El presidente Javier Milei agravó la tensión diplomática con Brasil tras un discurso en Sao Paulo durante una convención del Partido Liberal en apoyo a la candidatura de Flávio Bolsonaro. En un mensaje de 25 minutos, el mandatario argentino dirigió insultos contra el presidente brasileño, Luiz Inácio Lula da Silva, a quien llamó “el ladrón” y “el presidiario”, y criticó al juez del Supremo Tribunal Federal, Alexandre de Moraes, por impedirle visitar al expresidente Jair Bolsonaro, actualmente detenido.
La reacción oficial brasileña fue inmediata y dura. El Partido de los Trabajadores (PT) y la presidencia de Lula rechazaron los agravios; su presidente, Edinho Silva, dijo que “resulta inaceptable que un jefe de Estado extranjero visite el país y se dirija a las instituciones brasileñas de manera irrespetuosa”.
Reacciones en Argentina
La oposición argentina también cuestionó al mandatario.
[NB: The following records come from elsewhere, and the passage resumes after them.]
use thiserror::Error;

/// Rejections raised while turning uploaded text into an analysable table.
///
/// Malformed rows and non-numeric cells are not errors; they are skipped.
#[derive(Debug, Clone, PartialEq, Eq, Error)]
pub enum DataError {
    /// The input has no header or no data line.
    #[error("CSV must have at least a header row and one data row ({0})")]
    Format(String),

    /// Fewer than two columns qualified as numeric.
    #[error(
        "CSV must have at least 2 numeric columns for correlation analysis (found {found})"
    )]
    InsufficientFeatures { found: usize },
}

impl DataError {
    pub(crate) fn insufficient_rows() -> Self {
        DataError::Format("insufficient rows".to_string())
    }
}
use super::error::DataError;
use super::model::Dataset;

// ---------------------------------------------------------------------------
// Numeric coverage of a single column
// ---------------------------------------------------------------------------

/// How many rows of a column converted to a finite number.
#[derive(Debug, Clone, Copy, PartialEq, Eq)]
pub struct ColumnCoverage {
    pub numeric: usize,
    pub total: usize,
}

impl ColumnCoverage {
    /// Count successful conversions of `column` over every row.
    pub fn measure(dataset: &Dataset, column: &str) -> Self {
        let numeric = dataset
            .records()
            .iter()
            .filter(|record| record.number(column).is_some())
            .count();
        ColumnCoverage {
            numeric,
            total: dataset.len(),
        }
    }

    /// Share of numeric rows in `[0, 1]`; zero for an empty dataset.
    pub fn ratio(&self) -> f64 {
        if self.total == 0 {
            0.0
        } else {
            self.numeric as f64 / self.total as f64
        }
    }

    /// Strictly more than 80% of all rows are numeric.
    ///
    /// Compared as `numeric / total > 4 / 5` in integers so the 80% boundary
    /// is exact. An empty dataset never qualifies.
    pub fn is_numeric(&self) -> bool {
        self.numeric * 5 > self.total * 4
    }
}

// ---------------------------------------------------------------------------
// Column classifier
// ---------------------------------------------------------------------------

/// Coverage of every header column, in header order.
pub fn coverage_report(dataset: &Dataset) -> Vec<(String, ColumnCoverage)> {
    dataset
        .headers()
        .iter()
        .map(|name| (name.clone(), ColumnCoverage::measure(dataset, name)))
        .collect()
}

/// Names of the numeric columns in header order.
///
/// Fails with [`DataError::InsufficientFeatures`] when fewer than two columns
/// qualify, since a correlation needs at least a pair.
pub fn numeric_columns(dataset: &Dataset) -> Result<Vec<String>, DataError> {
    let columns: Vec<String> = dataset
        .headers()
        .iter()
        .filter(|name| ColumnCoverage::measure(dataset, name).is_numeric())
        .cloned()
        .collect();

    if columns.len() < 2 {
        return Err(DataError::InsufficientFeatures {
            found: columns.len(),
        });
    }
    Ok(columns)
}
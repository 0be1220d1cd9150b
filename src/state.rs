use std::path::Path;

use anyhow::Context;

use corr_studio::analysis::insights::{summarize, Insights};
use corr_studio::analysis::CorrelationMethod;
use corr_studio::config::StudioConfig;
use corr_studio::data::classify::{coverage_report, ColumnCoverage};
use corr_studio::data::loader::read_csv_file;
use corr_studio::export::{self, ExportFormat};
use corr_studio::Session;

// ---------------------------------------------------------------------------
// Application state
// ---------------------------------------------------------------------------

/// The full UI state, independent of rendering.
pub struct AppState {
    pub config: StudioConfig,

    /// Current analysis revision (None until a file loads).
    pub session: Option<Session>,

    /// Method to apply to the next upload, and the one shown in the toggle.
    pub method: CorrelationMethod,

    /// Derived from `session`, rebuilt whenever it is replaced.
    pub insights: Option<Insights>,
    pub coverage: Vec<(String, ColumnCoverage)>,

    /// File name of the loaded data, for the status bar.
    pub source_name: Option<String>,

    /// Status / error message shown in the UI.
    pub status_message: Option<String>,
}

impl AppState {
    pub fn new(config: StudioConfig) -> Self {
        Self {
            method: config.default_method,
            config,
            session: None,
            insights: None,
            coverage: Vec::new(),
            source_name: None,
            status_message: None,
        }
    }

    /// Read and analyse a CSV file. A failure keeps the previous session.
    pub fn load_path(&mut self, path: &Path) {
        let result = read_csv_file(path).and_then(|text| {
            let next = match &self.session {
                Some(current) => current.with_upload(&text),
                None => Session::from_text(&text, self.method),
            };
            next.with_context(|| format!("analysing {}", path.display()))
        });

        match result {
            Ok(session) => {
                log::info!(
                    "Loaded {} rows with numeric columns {:?}",
                    session.dataset().len(),
                    session.numeric_columns()
                );
                self.source_name = path.file_name().map(|n| n.to_string_lossy().into_owned());
                self.status_message = Some(format!(
                    "Found {} numeric columns with {} rows.",
                    session.numeric_columns().len(),
                    session.dataset().len()
                ));
                self.set_session(session);
            }
            Err(e) => {
                log::error!("Failed to load file: {e:#}");
                self.status_message = Some(format!("Error: {e:#}"));
            }
        }
    }

    /// Switch the correlation method, recomputing the matrix if data is loaded.
    pub fn set_method(&mut self, method: CorrelationMethod) {
        if method == self.method {
            return;
        }
        self.method = method;
        if let Some(current) = &self.session {
            log::debug!("recomputing matrix with {method}");
            let next = current.with_method(method);
            self.set_session(next);
        }
    }

    /// Write the current matrix to `path`.
    pub fn export(&mut self, path: &Path, format: ExportFormat) {
        let Some(session) = &self.session else {
            return;
        };
        match export::save(session.matrix(), path, format, &self.config.export) {
            Ok(()) => {
                log::info!("Exported {} to {}", format.extension(), path.display());
                self.status_message = Some(format!("Saved {}", path.display()));
            }
            Err(e) => {
                log::error!("Export failed: {e:#}");
                self.status_message = Some(format!("Error: {e:#}"));
            }
        }
    }

    fn set_session(&mut self, session: Session) {
        self.insights = Some(summarize(session.matrix(), &self.config.insights));
        self.coverage = coverage_report(session.dataset());
        self.method = session.method();
        self.session = Some(session);
    }

    pub fn is_error(&self) -> bool {
        self.status_message
            .as_deref()
            .is_some_and(|m| m.starts_with("Error"))
    }
}

#[cfg(test)]
mod tests {
    use super::*;
    use std::io::Write;
    use tempfile::Builder;

    fn csv_file(content: &str) -> tempfile::NamedTempFile {
        let mut file = Builder::new().suffix(".csv").tempfile().unwrap();
        write!(file, "{content}").unwrap();
        file.flush().unwrap();
        file
    }

    #[test]
    fn test_load_then_switch_method() {
        let file = csv_file("x,y\n1,1\n2,8\n3,27\n4,64");
        let mut state = AppState::new(StudioConfig::default());
        state.load_path(file.path());

        let session = state.session.as_ref().unwrap();
        assert_eq!(session.method(), CorrelationMethod::Pearson);
        assert_eq!(state.coverage.len(), 2);
        assert!(!state.is_error());

        state.set_method(CorrelationMethod::Spearman);
        let session = state.session.as_ref().unwrap();
        assert_eq!(session.revision(), 1);
        assert_eq!(session.matrix().get(0, 1), 1.0);
        assert!(state.insights.as_ref().unwrap().strongest_positive.is_some());
    }

    #[test]
    fn test_failed_load_keeps_previous_session() {
        let good = csv_file("a,b\n1,2\n2,3");
        let bad = csv_file("a,b\n1,x\n2,y");
        let mut state = AppState::new(StudioConfig::default());
        state.load_path(good.path());
        state.load_path(bad.path());

        assert!(state.is_error());
        assert_eq!(state.session.as_ref().unwrap().revision(), 0);
        assert!(state
            .status_message
            .as_deref()
            .unwrap()
            .contains("at least 2 numeric columns"));
    }

    #[test]
    fn test_method_set_before_upload_is_used() {
        let file = csv_file("a,b\n1,2\n2,3\n3,1");
        let mut state = AppState::new(StudioConfig::default());
        state.set_method(CorrelationMethod::Spearman);
        state.load_path(file.path());
        assert_eq!(
            state.session.as_ref().unwrap().method(),
            CorrelationMethod::Spearman
        );
    }
}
El gobernador de la provincia de Buenos Aires, Axel Kicillof, afirmó que Milei ofendió “al gobierno de Brasil, a su presidente y a su pueblo” y sostuvo que sus declaraciones “hacen pasar vergüenza”. Kicillof advirtió que esa postura es “poco inteligente, mala y riesgosa”, subrayando que Brasil es el principal socio comercial de la Argentina y que la confrontación amenaza empleos, inversiones e intereses colectivos.
El Frente Renovador, liderado por Sergio Massa, expresó su respaldo a la relación estratégica bilateral y alertó que los agravios dañan la producción, las exportaciones y el empleo. Diego Giuliano remarcó que “un Presidente viaja para defender los intereses de la Argentina, no para hacer campaña ni agraviar al mandatario de nuestro principal socio comercial”. La diputada Cecilia Moreau calificó los insultos a Lula como “inaceptables”.
Medida diplomática de Brasil
Como respuesta formal, el gobierno brasileño decidió llamar a consultas a su embajador en la Argentina, Julio Bitelli. Esa acción constituye uno de los gestos diplomáticos más severos que un país puede adoptar sin romper relaciones y refleja la gravedad del conflicto político-diplomático entre ambos gobiernos.